**WORK TASK**
Lift every line from the entries that includes the word "unwrap".

Collected data entries
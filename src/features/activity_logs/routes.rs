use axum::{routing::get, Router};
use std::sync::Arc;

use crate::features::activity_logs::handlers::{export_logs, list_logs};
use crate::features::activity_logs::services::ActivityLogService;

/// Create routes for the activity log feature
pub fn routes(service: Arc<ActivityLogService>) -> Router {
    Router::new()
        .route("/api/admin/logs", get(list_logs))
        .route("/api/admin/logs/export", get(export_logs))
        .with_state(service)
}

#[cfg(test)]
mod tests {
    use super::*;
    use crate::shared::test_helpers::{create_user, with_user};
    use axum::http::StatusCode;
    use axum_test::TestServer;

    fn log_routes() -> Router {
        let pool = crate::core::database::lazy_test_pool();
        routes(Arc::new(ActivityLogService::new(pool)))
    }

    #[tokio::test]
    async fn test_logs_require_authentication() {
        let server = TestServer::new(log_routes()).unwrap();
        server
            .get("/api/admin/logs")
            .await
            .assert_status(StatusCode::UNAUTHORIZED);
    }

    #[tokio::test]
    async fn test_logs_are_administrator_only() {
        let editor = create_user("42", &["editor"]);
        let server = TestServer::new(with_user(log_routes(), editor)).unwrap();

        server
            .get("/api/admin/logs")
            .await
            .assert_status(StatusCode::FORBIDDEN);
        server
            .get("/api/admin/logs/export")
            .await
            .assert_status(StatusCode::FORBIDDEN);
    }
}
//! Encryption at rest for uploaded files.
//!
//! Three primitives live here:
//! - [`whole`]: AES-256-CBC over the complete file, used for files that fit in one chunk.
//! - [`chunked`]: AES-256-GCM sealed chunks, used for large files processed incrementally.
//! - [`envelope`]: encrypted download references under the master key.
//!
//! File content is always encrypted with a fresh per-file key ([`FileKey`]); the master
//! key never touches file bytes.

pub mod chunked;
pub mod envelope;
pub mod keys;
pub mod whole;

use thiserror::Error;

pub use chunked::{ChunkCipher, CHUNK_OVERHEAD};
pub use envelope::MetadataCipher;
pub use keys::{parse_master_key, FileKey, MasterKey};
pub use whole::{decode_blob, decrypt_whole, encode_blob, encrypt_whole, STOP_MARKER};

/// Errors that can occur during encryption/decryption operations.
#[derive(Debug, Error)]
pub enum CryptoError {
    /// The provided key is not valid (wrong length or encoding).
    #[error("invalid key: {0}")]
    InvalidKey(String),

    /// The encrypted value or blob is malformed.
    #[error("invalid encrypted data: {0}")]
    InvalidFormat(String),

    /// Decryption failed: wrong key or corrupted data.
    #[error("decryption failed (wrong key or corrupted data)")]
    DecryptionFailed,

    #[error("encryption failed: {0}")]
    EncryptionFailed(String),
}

* * *

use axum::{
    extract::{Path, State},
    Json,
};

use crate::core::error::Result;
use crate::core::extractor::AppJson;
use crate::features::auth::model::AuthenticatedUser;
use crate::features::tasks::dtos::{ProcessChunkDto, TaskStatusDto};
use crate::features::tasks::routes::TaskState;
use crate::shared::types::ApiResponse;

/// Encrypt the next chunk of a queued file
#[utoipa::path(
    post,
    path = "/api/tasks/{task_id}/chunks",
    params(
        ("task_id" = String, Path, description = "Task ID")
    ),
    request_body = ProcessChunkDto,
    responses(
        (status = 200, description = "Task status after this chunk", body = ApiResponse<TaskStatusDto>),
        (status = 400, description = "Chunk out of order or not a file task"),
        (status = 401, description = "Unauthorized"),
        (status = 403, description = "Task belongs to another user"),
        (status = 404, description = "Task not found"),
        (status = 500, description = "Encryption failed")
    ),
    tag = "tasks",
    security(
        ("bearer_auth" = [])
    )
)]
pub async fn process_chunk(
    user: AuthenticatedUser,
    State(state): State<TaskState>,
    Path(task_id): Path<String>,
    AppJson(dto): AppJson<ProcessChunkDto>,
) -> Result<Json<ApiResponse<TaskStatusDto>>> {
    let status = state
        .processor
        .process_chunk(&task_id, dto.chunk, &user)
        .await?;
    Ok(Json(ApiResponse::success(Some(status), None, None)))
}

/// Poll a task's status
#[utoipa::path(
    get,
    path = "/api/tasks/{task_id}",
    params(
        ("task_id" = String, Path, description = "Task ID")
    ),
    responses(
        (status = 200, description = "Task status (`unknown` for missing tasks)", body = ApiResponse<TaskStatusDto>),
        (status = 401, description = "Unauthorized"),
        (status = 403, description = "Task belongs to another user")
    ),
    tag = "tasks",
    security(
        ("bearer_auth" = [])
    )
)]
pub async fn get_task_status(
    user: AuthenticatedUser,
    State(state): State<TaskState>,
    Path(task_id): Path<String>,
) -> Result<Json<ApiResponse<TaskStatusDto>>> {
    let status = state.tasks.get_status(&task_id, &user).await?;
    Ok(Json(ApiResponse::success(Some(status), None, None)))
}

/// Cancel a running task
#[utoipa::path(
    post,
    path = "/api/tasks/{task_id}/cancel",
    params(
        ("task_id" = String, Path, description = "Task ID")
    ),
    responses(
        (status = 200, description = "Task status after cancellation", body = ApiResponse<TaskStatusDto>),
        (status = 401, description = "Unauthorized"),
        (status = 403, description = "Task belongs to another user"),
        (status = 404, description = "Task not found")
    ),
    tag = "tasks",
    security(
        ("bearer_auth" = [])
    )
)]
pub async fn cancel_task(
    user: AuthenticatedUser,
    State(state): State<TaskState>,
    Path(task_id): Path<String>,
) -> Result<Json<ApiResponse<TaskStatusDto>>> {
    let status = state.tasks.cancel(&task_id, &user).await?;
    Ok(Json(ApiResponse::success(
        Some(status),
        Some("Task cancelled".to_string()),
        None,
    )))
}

**RESPONSE TO THE TASK**
        let server = TestServer::new(log_routes()).unwrap();
        let server = TestServer::new(with_user(log_routes(), editor)).unwrap();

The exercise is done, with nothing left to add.